The answer must be every line of the records below that contains the word "TomlCatalog".

── AVAILABLE DATA

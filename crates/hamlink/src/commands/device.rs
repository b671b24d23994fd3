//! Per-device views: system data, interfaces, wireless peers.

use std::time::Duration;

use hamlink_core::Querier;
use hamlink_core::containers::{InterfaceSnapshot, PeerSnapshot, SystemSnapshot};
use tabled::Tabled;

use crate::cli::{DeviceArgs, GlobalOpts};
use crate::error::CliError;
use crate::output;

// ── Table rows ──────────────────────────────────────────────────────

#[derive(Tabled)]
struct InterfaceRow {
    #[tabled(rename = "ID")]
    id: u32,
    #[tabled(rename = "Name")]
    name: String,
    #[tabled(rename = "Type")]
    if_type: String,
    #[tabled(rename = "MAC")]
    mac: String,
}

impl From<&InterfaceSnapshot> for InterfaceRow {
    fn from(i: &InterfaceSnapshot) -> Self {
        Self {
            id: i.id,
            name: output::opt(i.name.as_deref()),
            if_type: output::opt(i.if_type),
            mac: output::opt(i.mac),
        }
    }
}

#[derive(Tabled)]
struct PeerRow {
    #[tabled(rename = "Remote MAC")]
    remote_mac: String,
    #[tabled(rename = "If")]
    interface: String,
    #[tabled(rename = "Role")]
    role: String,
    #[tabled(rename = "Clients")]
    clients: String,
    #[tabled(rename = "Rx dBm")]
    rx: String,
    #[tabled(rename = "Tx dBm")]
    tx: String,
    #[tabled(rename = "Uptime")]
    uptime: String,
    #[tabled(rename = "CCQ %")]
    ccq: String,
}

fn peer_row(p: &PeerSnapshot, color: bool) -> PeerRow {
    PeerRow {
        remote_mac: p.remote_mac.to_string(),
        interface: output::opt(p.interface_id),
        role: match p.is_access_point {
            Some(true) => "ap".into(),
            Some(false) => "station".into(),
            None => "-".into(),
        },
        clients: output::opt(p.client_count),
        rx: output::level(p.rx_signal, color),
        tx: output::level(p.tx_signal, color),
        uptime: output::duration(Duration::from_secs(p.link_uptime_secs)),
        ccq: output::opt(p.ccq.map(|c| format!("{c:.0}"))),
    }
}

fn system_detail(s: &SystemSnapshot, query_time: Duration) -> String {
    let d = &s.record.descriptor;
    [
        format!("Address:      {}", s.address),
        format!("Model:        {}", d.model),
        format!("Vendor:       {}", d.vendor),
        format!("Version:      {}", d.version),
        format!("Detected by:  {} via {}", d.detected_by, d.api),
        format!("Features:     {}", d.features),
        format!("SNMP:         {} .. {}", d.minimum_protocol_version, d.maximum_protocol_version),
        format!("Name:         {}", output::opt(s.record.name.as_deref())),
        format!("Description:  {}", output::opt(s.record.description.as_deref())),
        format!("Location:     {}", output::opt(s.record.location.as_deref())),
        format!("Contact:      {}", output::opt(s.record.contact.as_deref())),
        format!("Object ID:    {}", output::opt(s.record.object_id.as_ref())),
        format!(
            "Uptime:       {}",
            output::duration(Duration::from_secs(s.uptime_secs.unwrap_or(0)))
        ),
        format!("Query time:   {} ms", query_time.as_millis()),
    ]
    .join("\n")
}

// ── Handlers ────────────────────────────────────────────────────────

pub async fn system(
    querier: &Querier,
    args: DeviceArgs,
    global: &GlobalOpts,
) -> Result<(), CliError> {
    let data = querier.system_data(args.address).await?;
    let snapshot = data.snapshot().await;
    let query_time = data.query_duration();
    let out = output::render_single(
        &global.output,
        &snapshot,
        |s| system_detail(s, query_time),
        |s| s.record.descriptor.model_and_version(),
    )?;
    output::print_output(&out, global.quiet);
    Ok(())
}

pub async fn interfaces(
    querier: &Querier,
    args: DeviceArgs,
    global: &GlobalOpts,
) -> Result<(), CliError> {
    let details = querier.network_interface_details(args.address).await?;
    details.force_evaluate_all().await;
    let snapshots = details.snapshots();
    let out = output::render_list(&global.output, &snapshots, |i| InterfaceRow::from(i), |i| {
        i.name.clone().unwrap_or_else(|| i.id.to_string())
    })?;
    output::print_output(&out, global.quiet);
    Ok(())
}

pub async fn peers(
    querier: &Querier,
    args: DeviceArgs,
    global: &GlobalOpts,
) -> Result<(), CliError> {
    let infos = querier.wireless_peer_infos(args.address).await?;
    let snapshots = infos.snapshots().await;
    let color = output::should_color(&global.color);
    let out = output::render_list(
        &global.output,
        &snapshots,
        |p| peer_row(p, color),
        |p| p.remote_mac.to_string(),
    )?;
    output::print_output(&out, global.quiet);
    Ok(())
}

────
── AVAILABLE DATA

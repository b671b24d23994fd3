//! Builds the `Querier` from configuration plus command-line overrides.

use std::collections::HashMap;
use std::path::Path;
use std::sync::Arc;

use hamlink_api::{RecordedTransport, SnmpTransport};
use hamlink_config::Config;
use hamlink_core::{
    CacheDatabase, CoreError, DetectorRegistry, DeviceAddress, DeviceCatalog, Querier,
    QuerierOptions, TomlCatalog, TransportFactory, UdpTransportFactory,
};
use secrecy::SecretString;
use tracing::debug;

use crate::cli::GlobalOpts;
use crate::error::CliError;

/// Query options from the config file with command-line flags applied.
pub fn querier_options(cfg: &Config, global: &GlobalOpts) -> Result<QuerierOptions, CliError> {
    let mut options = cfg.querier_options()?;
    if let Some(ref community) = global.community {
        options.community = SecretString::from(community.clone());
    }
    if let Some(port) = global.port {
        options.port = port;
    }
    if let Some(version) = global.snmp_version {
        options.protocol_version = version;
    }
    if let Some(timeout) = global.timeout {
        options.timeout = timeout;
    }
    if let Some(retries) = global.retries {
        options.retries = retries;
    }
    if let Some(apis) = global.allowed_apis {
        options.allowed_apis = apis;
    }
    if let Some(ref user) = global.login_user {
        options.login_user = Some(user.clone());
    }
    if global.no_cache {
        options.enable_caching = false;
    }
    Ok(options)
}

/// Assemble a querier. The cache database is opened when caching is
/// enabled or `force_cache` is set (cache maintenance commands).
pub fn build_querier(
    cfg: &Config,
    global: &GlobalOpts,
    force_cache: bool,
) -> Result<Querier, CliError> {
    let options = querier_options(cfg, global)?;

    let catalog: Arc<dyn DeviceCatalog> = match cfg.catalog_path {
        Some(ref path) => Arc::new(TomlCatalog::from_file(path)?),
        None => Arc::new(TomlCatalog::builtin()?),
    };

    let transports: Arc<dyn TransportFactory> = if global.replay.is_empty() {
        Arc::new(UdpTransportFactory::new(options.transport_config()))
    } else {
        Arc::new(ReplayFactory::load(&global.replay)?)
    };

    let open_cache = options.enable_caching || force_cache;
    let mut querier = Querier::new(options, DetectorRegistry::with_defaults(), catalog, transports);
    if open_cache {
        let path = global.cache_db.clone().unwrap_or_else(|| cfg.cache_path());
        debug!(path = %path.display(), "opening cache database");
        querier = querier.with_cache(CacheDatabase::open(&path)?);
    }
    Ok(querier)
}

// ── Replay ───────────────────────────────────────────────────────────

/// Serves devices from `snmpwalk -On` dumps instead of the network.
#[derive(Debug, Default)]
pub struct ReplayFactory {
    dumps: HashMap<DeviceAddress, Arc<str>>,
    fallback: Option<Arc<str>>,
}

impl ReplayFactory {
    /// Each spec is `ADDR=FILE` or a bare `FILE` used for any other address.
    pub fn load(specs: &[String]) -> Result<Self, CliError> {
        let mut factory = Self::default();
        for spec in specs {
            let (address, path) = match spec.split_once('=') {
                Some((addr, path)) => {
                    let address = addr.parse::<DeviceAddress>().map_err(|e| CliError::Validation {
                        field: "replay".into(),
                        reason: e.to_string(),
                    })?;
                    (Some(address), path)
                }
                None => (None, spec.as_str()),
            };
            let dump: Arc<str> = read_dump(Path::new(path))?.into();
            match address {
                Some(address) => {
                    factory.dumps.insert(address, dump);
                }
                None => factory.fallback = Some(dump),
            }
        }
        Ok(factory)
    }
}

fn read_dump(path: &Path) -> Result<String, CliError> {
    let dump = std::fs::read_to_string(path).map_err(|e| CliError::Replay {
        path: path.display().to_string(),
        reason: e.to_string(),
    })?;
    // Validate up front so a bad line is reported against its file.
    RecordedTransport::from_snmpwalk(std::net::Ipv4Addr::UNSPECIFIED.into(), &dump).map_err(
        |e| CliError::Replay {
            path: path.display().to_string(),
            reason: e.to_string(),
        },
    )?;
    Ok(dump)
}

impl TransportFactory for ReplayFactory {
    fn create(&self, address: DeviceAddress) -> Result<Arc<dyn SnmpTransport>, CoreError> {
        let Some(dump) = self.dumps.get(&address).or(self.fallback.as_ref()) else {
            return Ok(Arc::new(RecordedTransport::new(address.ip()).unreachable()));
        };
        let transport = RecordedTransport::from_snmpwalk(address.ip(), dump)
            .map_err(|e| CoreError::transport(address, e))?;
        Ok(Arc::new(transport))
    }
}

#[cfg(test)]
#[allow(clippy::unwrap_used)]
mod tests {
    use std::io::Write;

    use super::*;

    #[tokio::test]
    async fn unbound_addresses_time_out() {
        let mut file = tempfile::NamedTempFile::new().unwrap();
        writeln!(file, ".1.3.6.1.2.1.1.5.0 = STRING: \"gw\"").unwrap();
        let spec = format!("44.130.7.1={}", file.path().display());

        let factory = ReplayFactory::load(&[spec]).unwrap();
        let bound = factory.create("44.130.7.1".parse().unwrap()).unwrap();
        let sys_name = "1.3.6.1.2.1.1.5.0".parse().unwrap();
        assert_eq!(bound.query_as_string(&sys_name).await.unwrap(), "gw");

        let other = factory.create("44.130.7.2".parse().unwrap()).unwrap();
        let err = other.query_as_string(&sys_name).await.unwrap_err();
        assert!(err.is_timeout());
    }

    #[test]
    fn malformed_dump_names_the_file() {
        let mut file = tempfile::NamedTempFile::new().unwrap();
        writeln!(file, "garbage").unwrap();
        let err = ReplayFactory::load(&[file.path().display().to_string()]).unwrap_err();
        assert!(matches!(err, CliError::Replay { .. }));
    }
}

────

EXERCISE OUTPUT:
    QuerierOptions, TomlCatalog, TransportFactory, UdpTransportFactory,
        Some(ref path) => Arc::new(TomlCatalog::from_file(path)?),
        None => Arc::new(TomlCatalog::builtin()?),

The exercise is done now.